Tenants residing in federally insured and subsidized housing are therefore not deprived of a property right when their rents are increased. Clearly the rationale of Hahn and its progeny is especially controlling here when only nonsubsidized housing is involved and the Plaintiff Tenants do not receive any federal assistance to reduce rental levels.

Considering the above Plaintiff Tenants' action is dismissed, with costs to Defendants.

The Clerk of the Court shall enter Judgment accordingly.



[1] Tower Apartments, Inc., Roosevelt Towers Apartments, Inc. and Borinquen Towers Apartments, Inc., hereinafter collectively referred to as "Private Defendants."

[2] Hereinafter collectively referred to as "Federal Defendants" or "HUD."

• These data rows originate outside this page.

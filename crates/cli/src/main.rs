use std::path::{Path, PathBuf};
use std::process;
use std::sync::Arc;

use clap::{Args, Parser, Subcommand};

use lightmap_core::config::LightmapConfig;
use lightmap_core::density::domain::cluster_config::ClusterThreshold;
use lightmap_core::detection::domain::detection_config::ThresholdPolicy;
use lightmap_core::detection::infrastructure::tophat_light_detector::TopHatLightDetector;
use lightmap_core::media::infrastructure::image_dir_reader::ImageDirReader;
use lightmap_core::media::infrastructure::image_file_writer::ImageFileWriter;
use lightmap_core::media::infrastructure::json_report_store::JsonReportStore;
use lightmap_core::pipeline::batch_executor::{BatchExecutor, SequentialBatchExecutor};
use lightmap_core::pipeline::cluster_crops_use_case::ClusterCropsUseCase;
use lightmap_core::pipeline::composite_use_case::CompositeUseCase;
use lightmap_core::pipeline::detect_lights_use_case::{DetectLightsUseCase, DetectionOutputs};
use lightmap_core::pipeline::infrastructure::threaded_batch_executor::ThreadedBatchExecutor;
use lightmap_core::pipeline::pipeline_logger::{LogPipelineLogger, PipelineLogger};
use lightmap_core::shared::constants::{IMAGE_EXTENSIONS, OUT_CLUSTER_BOXES, OUT_HEATMAP};

/// Point-light detection over frame batches and stationary-light mapping.
#[derive(Parser)]
#[command(name = "lightmap", version)]
struct Cli {
    /// JSON config file; flags below override what it sets.
    #[arg(long, global = true)]
    config: Option<PathBuf>,

    /// Worker threads for detection and accumulation (default: all cores).
    #[arg(long, global = true)]
    workers: Option<usize>,

    #[command(subcommand)]
    command: Command,
}

#[derive(Subcommand)]
enum Command {
    /// Detect lights in every frame, writing annotated and cropped frames
    /// plus a JSON report.
    Detect {
        #[command(flatten)]
        paths: DetectPaths,
        #[command(flatten)]
        tuning: DetectTuning,
    },
    /// Build max/mean composites and the detection heatmap.
    Composite {
        #[command(flatten)]
        paths: CompositePaths,
        #[command(flatten)]
        tuning: HeatmapTuning,
    },
    /// Segment a heatmap image into clusters and write enlarged crops.
    Clusters {
        /// Heatmap image to segment.
        #[arg(long, default_value = "./composite_out/composite_heatmap.png")]
        heatmap: PathBuf,
        /// Directory for cluster crops.
        #[arg(long, default_value = "./composite_out/crops")]
        out_dir: PathBuf,
        /// Debug image with cluster rectangles.
        #[arg(long, default_value = "./composite_out/heatmap_boxes.png")]
        debug: PathBuf,
        #[command(flatten)]
        tuning: ClusterTuning,
    },
    /// Detect, composite and cluster in one pass.
    Run {
        #[command(flatten)]
        paths: DetectPaths,
        /// Directory for composites and cluster output.
        #[arg(long, default_value = "./composite_out")]
        out_dir: PathBuf,
        #[command(flatten)]
        detect: DetectTuning,
        #[command(flatten)]
        heatmap: HeatmapTuning,
        #[command(flatten)]
        cluster: ClusterTuning,
    },
}

#[derive(Args)]
struct DetectPaths {
    /// Directory of input frames.
    #[arg(long, default_value = "./frames")]
    input: PathBuf,
    /// Directory for annotated frames.
    #[arg(long, default_value = "./annotated")]
    annotated: PathBuf,
    /// Directory for cropped frames.
    #[arg(long, default_value = "./cropped")]
    cropped: PathBuf,
    /// Detection report path.
    #[arg(long, default_value = "./detection_report.json")]
    report: PathBuf,
}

[3] Hereinafter collectively referred to as "Plaintiff Tenants."

[4] The tenants residing in the housing project considered by the Hahn Court received the benefits of federal subsidies that reduced their rents. Plaintiff Tenants reside in § 207 unsubsidized housing and do not receive the benefits of such subsidies.

[5] See also Langevin v. Chenango Court, Inc., 447 F.2d 296 (C.A. 2, 1971); People's Rights Organization v. Bethlehem Associates, 356 F. Supp. 407 (E.D.Pa., 1973); aff'd 487 F.2d 1395 (C.A. 3, 1973); and Harlib v. Lynn, 511 F.2d 51 (C.A. 7, 1975). Tenants Council of Tiber Island-Carrollsburg Square v. Lynn, 162 U.S.App.D.C. 61, 497 F.2d 648 (1973), cert. den., 419 U.S. 970, 95 S. Ct. 235, 42 L. Ed. 2d 186 holds that tenants residing in federally insured, non-subsidized housing are not statutorily entitled to participation. But see Marshall v. Lynn, 162 U.S.App.D.C. 56, 497 F.2d 643 (1973) and Paulsen v. Coachlight Apartments Co., 507 F.2d 401 (C.A. 6, 1974), holding tenants residing in federally subsidized housing have a statutory right to limited written participation.

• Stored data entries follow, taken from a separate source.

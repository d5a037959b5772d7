use crate::detection::domain::background_suppressor::BackgroundSuppressor;
use crate::detection::domain::blob_segmenter::BlobSegmenter;
use crate::detection::domain::candidate_filter::CandidateFilter;
use crate::detection::domain::detection_config::DetectionConfig;
use crate::detection::domain::light_detector::LightDetector;
use crate::shared::bounding_box::BoundingBox;
use crate::shared::frame::Frame;

/// Point-light detector built on a morphological top-hat.
///
/// `intensity → gamma/equalize → blur → top-hat → threshold → components → filter`
pub struct TopHatLightDetector {
    suppressor: BackgroundSuppressor,
    segmenter: BlobSegmenter,
    filter: CandidateFilter,
}

impl TopHatLightDetector {
    pub fn new(config: &DetectionConfig) -> Self {
        let cfg = config.sanitized();
        Self {
            suppressor: BackgroundSuppressor::new(cfg.gamma, cfg.equalize, cfg.kernel_size),
            segmenter: BlobSegmenter::new(
                cfg.threshold,
                cfg.invert,
                cfg.remove_hot_pixels,
                cfg.dilate_iterations,
                cfg.kernel_size,
            ),
            filter: CandidateFilter {
                min_area: cfg.min_area,
                max_area: cfg.max_area,
                min_brightness: cfg.min_brightness,
                aspect_ratio_max: cfg.aspect_ratio_max,
            },
        }
    }
}

impl LightDetector for TopHatLightDetector {
    fn detect(&self, frame: &Frame) -> Result<Vec<BoundingBox>, Box<dyn std::error::Error>> {
        if frame.width() == 0 || frame.height() == 0 {
            return Ok(Vec::new());
        }
        let suppressed = self.suppressor.suppress(&frame.to_intensity());
        let candidates = self.segmenter.segment(&suppressed.residual);
        let boxes = self.filter.apply(&candidates, &suppressed.remapped);
        log::debug!(
            "frame {} ({}): {} candidates, {} lights",
            frame.index(),
            frame.name(),
            candidates.len(),
            boxes.len()
        );
        Ok(boxes)
    }
}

[6] At all relevant times herein the plaintiffs resided in Section 207 non-subsidized federally insured housing. The National Housing Act provides that in administering the Section 207 non-subsidized federal mortgage insurance program the mortgagor shall be "regulated or restricted by the Secretary as to rents, . . . rate of return, and methods of operation to such extent and in such manner as to provide reasonable rentals to tenants and a reasonable return on the investment." 12 U.S.C. 1713(b) (2).

[7] HUD has voluntarily promulgated regulations providing tenants of subsidized housing a limited opportunity of written participation prior to HUD's approval of a rent increase. 24 CFR Part 401. The regulation does not extend such participation to non-subsidized projects (such as § 207 projects involved herein). It had not been published at the time Hahn was decided. The Plaintiff Tenants do not contend these regulations are applicable. Assuming arguendo that such a contention was to be made, the decision to afford participation to tenants who receive the benefits of federal subsidies that reduce their rents and not to afford similar participation to tenants who do not receive the benefit of such federal subsidies is not a denial of equal protection of the laws. It is clearly a rational exercise of the Secretary's discretion to treat the two classes of tenants differently in light of the differences of the federal benefits they receive. Richardson v. Belcher, 404 U.S. 78, 92 S. Ct. 254, 30 L. Ed. 2d 231; Dandridge v. Williams, 397 U.S. 471, 90 S. Ct. 1153, 25 L. Ed. 2d 491; James v. Valtierra, 402 U.S. 137, 91 S. Ct. 1331, 28 L. Ed. 2d 678; and Lindsey v. Normet, 405 U.S. 56, 92 S. Ct. 862, 31 L. Ed. 2d 36.

[8] Geneva Towers Tenants Organization v. Federal Federated Mortgage Investors, 504 F.2d 483 (C.A. 9, 1974), held tenants residing in federally subsidized projects had a right of limited written participation in rent increase procedures.